O que é a histamina?
A histamina é uma amina – uma pequena molécula orgânica que contém azoto – produzida a partir do aminoácido histidina. Está presente naturalmente em organismos saudáveis, onde funciona como molécula de sinalização em processos imunitários, gástricos e neurais.
Por que razão a histamina constitui um risco para a segurança alimentar?
Quando a histamina está presente em níveis elevados nos alimentos, pode causar uma intoxicação aguda denominada «intoxicação escombroide», com sintomas semelhantes aos de uma reação alérgica grave, com aparecimento rápido de rubor, urticária, dor de cabeça, palpitações cardíacas, náuseas, vómitos e diarreia, exigindo, por vezes, intervenções para salvar a vida.
Os níveis de histamina nos produtos da pesca aumentam quando os microrganismos convertem o aminoácido histidina, presente na carne do peixe, em histamina. Isto pode acontecer antes de se verificar qualquer deterioração evidente, uma vez que muitas bactérias produtoras de histamina fazem parte da microflora natural da pele, das brânquias e do intestino dos peixes recém-pescados.
Os níveis elevados de histamina no peixe estão normalmente relacionados com o manuseamento inadequado da temperatura.
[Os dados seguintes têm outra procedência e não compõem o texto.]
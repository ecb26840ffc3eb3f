use std::process;

use log::{error, info};

use flatfs::config::Config;
use flatfs::consts::IMAGE_SIZE;
use flatfs::driver::file_drive::FileDrive;
use flatfs::fuse::filesystem::FuseDriver;
use flatfs::ops::FlatFS;
use flatfs::util::format::pretty_size;

fn main() {
    let config = match Config::from_args(std::env::args_os()) {
        Ok(config) => config,
        Err(e) => e.exit(),
    };

    env_logger::Builder::new()
        .filter_level(config.log_level())
        .parse_env("RUST_LOG")
        .init();

    if let Err(e) = run(&config) {
        error!("{}", e);
        process::exit(1);
    }
}

fn run(config: &Config) -> std::io::Result<()> {
    let drive = FileDrive::open(&config.image, IMAGE_SIZE, config.sector_size)?;
    if drive.is_new() {
        info!("created image {}", config.image.display());
    }

    let fs = FlatFS::new(drive)?.with_flush_interval(config.flush_interval);
    let statfs = fs.statfs();
    info!(
        "mounting {} on {} ({} in use)",
        config.image.display(),
        config.mountpoint.display(),
        pretty_size(statfs.used_bytes())
    );

    fuser::mount2(FuseDriver::new(fs), &config.mountpoint, &config.mount_options())
}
Quando o peixe é armazenado durante demasiado tempo a temperaturas elevadas, as bactérias podem converter a histidina presente na carne em histamina.
Cadeia alimentar, desde a colheita até ao consumo
A manutenção da cadeia de frio é importante para prevenir a formação de histamina.
As enzimas histidina descarboxilases, responsáveis pela conversão, mantêm o potencial de atividade a temperaturas de refrigeração e podem sobreviver à congelação; por isso, a histamina pode acumular-se durante o armazenamento refrigerado se a cadeia de frio não for devidamente mantida.
Uma vez formada, a histamina é estável ao calor e persiste durante a cozedura, o enlatamento ou a fumagem.
As espécies mais suscetíveis de serem afetadas são aquelas com níveis elevados de histidina de origem natural, incluindo peixes da família Scombridae, como o atum, a cavala e o bonito, bem como as anchovas, os arenques, as sardinhas e o mahi-mahi (peixe-golfinho).
A histamina no peixe é uma toxina microbiológica ou um risco químico?
A histamina no peixe é classificada como um risco químico, apesar de ser produzida por via microbiológica. Num plano HACCP, a histamina (scombrotoxina) seria listada como um risco químico resultante de um controlo inadequado da temperatura.